If a line below contains the string "solo", copy it out.
◆ ◆ ◆
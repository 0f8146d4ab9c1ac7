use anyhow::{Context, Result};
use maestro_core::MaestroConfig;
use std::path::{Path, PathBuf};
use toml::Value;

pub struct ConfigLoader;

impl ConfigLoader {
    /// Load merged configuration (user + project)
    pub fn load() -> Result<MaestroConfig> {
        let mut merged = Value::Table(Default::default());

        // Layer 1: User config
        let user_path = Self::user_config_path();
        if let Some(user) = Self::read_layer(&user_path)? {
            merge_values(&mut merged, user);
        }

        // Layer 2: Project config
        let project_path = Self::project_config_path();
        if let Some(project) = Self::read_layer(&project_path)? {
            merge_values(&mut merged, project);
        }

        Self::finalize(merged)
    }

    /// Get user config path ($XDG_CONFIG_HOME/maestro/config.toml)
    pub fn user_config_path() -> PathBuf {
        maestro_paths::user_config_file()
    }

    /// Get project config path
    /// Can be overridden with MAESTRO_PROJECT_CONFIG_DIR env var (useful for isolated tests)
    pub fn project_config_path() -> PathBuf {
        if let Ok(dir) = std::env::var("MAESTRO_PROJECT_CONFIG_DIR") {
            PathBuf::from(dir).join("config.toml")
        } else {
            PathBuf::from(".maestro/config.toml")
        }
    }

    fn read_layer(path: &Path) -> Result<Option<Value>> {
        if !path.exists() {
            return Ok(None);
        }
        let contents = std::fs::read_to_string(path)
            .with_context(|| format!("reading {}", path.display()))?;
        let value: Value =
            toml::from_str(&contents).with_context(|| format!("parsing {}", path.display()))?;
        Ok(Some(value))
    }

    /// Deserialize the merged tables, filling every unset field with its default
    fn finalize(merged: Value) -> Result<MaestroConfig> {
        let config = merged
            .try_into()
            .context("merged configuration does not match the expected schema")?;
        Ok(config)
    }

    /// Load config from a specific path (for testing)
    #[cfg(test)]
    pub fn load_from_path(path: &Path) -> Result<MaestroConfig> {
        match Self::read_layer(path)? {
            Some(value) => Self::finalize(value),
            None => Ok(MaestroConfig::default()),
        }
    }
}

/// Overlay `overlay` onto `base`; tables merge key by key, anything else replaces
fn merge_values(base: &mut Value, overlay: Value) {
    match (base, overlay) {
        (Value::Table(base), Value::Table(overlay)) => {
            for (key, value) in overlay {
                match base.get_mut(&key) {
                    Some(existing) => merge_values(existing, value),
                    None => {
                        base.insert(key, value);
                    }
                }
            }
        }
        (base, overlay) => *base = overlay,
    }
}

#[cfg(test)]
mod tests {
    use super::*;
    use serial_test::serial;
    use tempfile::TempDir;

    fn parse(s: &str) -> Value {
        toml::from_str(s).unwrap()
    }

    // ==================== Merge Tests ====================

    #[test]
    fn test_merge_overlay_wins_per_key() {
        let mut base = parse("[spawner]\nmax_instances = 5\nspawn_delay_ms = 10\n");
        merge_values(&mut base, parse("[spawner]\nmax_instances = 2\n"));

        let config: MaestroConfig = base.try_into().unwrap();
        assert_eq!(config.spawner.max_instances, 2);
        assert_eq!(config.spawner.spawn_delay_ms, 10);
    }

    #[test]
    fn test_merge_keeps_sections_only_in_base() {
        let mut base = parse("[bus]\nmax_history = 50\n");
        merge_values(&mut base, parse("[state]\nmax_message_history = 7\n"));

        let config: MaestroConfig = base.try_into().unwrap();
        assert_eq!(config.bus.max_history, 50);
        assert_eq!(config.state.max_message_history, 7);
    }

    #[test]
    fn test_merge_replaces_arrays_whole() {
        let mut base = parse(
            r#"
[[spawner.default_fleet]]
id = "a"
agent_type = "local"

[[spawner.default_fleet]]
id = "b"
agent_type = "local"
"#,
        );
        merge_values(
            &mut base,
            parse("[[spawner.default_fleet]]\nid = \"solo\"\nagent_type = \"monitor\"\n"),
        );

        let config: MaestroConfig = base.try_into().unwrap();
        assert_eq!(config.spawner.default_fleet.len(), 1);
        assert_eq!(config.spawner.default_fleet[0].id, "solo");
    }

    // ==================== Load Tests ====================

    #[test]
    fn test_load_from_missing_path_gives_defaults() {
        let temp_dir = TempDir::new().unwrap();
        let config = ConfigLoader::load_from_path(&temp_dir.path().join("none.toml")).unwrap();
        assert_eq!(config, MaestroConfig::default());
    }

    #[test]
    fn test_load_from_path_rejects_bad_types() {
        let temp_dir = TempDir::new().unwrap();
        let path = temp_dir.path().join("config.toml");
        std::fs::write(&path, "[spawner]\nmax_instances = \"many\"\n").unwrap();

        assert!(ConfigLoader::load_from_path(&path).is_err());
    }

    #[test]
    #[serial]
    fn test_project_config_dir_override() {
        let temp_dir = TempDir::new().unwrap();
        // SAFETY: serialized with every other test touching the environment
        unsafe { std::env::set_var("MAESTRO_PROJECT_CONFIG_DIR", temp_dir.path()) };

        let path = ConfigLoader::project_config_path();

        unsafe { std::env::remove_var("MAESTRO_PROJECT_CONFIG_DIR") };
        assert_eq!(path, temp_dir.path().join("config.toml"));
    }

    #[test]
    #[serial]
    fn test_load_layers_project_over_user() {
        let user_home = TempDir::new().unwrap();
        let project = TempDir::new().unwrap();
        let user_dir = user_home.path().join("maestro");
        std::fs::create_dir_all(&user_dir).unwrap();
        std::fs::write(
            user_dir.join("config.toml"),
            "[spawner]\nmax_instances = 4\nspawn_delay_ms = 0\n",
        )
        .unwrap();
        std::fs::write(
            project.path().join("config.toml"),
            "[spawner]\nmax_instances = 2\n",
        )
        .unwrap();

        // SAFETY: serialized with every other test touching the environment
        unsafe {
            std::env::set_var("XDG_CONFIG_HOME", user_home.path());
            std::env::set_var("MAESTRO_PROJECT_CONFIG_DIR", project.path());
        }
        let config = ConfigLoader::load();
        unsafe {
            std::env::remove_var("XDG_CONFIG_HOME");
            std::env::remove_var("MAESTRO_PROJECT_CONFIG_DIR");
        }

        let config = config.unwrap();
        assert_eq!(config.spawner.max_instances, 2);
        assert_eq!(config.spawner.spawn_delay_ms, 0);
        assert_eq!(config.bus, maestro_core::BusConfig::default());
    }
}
◆ ◆ ◆
◆ Problem solution ◆
            parse("[[spawner.default_fleet]]\nid = \"solo\"\nagent_type = \"monitor\"\n"),
        assert_eq!(config.spawner.default_fleet[0].id, "solo");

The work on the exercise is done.